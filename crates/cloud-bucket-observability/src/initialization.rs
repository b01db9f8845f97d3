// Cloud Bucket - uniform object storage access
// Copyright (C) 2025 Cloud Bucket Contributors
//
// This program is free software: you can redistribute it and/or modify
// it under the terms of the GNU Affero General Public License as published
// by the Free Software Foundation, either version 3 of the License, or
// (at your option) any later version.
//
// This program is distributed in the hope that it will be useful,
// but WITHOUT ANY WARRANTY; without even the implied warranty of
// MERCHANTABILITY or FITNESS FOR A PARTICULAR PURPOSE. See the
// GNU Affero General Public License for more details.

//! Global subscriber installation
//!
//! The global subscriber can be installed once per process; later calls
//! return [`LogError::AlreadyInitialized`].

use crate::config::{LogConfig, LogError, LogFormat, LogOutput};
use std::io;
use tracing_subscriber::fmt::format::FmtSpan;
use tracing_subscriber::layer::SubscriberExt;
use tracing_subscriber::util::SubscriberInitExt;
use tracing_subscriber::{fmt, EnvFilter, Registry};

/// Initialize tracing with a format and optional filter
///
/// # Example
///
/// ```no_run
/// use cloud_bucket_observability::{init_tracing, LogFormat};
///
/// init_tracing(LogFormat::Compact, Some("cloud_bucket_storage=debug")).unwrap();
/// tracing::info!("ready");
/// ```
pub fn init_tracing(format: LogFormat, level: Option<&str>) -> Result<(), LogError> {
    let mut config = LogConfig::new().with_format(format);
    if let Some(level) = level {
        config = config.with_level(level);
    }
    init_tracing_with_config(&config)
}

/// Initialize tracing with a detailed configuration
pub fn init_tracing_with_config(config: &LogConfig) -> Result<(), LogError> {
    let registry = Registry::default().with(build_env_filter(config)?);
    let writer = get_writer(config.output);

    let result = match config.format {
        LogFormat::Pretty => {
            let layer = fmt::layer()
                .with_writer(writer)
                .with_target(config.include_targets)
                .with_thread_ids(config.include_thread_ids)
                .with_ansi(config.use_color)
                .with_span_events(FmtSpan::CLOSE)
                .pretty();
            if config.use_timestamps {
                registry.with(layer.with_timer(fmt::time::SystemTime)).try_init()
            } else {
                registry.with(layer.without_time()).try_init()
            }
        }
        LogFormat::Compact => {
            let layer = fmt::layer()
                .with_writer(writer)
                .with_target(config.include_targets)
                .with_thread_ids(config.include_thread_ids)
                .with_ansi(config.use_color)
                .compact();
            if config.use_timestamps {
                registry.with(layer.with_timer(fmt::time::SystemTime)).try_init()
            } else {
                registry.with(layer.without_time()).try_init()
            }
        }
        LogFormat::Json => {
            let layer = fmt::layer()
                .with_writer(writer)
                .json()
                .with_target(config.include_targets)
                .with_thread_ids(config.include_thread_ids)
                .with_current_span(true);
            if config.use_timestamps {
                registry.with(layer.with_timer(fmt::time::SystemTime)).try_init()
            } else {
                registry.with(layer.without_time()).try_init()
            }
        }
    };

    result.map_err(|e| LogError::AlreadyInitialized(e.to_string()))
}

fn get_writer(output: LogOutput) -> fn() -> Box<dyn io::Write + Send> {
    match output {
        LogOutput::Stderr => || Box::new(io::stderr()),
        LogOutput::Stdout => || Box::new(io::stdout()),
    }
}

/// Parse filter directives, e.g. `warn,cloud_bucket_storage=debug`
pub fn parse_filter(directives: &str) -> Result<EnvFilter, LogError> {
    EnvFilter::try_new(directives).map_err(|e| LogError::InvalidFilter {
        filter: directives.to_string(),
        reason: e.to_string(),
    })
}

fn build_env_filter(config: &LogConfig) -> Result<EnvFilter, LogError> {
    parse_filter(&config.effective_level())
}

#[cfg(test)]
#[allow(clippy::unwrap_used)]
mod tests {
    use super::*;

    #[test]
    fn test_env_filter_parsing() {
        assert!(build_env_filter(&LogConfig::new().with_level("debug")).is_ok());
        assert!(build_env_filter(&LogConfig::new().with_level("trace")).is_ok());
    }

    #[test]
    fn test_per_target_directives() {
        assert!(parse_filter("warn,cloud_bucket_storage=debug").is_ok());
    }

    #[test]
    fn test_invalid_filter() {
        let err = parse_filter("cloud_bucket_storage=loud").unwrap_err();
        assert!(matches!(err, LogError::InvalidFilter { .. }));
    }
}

---

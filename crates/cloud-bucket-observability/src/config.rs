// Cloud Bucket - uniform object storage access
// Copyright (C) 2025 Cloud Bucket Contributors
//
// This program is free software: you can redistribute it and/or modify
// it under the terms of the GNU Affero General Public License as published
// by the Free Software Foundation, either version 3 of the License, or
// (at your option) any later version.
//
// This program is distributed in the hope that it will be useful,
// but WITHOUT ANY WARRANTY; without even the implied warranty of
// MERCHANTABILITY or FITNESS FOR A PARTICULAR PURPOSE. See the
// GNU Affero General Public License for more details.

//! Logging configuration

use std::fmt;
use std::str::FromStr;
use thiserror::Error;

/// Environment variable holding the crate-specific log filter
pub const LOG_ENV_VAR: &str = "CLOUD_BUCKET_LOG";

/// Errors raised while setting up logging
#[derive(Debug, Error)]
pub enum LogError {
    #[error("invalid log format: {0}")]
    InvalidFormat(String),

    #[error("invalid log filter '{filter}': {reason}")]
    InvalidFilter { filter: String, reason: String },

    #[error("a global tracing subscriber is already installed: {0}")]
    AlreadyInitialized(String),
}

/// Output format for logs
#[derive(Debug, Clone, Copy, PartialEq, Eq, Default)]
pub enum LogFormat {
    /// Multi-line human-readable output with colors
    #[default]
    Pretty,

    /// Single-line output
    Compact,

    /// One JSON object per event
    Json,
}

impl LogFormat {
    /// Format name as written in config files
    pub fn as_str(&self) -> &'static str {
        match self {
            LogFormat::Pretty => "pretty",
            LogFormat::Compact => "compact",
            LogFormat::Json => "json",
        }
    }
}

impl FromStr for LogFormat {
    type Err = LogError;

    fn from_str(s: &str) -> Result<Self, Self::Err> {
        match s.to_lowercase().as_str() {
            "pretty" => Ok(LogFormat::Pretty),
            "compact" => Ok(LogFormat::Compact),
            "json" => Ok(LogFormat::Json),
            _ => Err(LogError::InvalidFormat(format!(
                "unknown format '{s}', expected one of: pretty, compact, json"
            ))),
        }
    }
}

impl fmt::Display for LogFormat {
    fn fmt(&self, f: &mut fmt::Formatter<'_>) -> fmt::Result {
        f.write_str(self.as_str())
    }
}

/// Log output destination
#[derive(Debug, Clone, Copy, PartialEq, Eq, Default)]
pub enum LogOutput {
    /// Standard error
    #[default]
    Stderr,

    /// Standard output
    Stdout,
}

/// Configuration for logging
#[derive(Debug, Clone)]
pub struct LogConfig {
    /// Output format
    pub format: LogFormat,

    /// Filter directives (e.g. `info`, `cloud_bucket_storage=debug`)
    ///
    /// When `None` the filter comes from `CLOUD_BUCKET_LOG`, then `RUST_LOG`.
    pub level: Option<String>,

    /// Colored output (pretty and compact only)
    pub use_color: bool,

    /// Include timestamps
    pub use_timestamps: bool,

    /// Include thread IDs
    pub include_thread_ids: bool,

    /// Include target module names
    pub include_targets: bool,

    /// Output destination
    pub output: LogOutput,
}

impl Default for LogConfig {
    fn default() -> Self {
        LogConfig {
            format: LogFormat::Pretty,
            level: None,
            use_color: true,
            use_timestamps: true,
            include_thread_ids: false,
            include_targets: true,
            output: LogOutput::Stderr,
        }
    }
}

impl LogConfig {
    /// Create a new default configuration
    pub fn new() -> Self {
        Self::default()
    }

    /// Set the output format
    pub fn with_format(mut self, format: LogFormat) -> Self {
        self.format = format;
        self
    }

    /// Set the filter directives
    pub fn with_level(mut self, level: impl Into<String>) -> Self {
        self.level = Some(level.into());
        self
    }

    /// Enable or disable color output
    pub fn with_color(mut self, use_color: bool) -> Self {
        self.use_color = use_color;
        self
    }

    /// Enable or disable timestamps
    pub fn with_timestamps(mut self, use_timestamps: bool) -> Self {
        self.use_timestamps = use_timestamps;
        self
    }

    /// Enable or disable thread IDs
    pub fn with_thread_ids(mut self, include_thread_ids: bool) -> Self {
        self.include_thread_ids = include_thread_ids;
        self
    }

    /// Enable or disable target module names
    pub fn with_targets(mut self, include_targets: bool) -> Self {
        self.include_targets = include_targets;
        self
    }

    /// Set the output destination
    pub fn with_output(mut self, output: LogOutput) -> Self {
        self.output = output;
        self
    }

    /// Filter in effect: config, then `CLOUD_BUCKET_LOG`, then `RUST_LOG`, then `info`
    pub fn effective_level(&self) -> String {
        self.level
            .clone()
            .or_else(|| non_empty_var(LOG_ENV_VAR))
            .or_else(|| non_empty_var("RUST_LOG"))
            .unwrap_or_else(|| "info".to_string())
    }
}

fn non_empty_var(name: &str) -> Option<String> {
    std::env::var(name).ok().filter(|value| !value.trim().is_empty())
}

* * *

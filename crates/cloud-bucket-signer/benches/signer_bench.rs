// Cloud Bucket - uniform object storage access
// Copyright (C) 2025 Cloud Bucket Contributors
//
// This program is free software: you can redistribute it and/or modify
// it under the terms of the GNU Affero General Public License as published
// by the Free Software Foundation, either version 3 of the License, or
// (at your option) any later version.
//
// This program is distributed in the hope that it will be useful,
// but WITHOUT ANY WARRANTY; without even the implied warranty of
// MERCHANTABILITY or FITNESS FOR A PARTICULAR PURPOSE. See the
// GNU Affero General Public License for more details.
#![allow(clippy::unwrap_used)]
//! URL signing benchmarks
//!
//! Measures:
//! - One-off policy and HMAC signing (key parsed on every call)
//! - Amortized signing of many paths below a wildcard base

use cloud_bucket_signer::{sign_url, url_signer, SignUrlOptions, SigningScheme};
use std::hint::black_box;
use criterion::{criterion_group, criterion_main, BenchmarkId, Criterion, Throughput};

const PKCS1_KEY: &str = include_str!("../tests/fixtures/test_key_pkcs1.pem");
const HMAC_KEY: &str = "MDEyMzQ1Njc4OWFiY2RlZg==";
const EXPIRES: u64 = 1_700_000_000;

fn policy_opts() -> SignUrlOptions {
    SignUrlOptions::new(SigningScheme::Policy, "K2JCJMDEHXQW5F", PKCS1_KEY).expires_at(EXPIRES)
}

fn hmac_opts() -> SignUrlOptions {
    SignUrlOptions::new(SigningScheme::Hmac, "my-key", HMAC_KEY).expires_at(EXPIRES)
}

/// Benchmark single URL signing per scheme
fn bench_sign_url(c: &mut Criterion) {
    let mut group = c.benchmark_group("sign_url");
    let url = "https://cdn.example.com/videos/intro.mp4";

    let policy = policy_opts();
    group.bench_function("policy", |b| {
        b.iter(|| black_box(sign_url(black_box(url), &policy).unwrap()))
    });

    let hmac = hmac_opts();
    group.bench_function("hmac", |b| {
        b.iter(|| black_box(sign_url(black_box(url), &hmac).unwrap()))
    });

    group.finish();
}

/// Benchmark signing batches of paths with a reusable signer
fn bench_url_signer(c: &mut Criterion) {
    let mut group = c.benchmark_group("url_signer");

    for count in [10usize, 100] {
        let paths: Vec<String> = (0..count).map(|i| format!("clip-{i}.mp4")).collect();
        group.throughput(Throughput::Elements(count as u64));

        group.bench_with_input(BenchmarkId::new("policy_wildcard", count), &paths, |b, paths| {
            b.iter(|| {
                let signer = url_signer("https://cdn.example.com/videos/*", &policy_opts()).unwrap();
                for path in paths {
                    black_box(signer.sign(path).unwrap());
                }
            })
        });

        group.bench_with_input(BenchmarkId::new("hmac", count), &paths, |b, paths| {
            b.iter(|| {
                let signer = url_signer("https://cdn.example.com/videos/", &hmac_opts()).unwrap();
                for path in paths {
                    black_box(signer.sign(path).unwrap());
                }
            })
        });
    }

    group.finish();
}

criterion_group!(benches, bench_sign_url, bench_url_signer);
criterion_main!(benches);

* What this task involves:
In the material above, find every line that has the string "benches" and pull those lines out.

* Solution:
filename crates/cloud-bucket-signer/benches/signer_bench.rs
criterion_group!(benches, bench_sign_url, bench_url_signer);
criterion_main!(benches);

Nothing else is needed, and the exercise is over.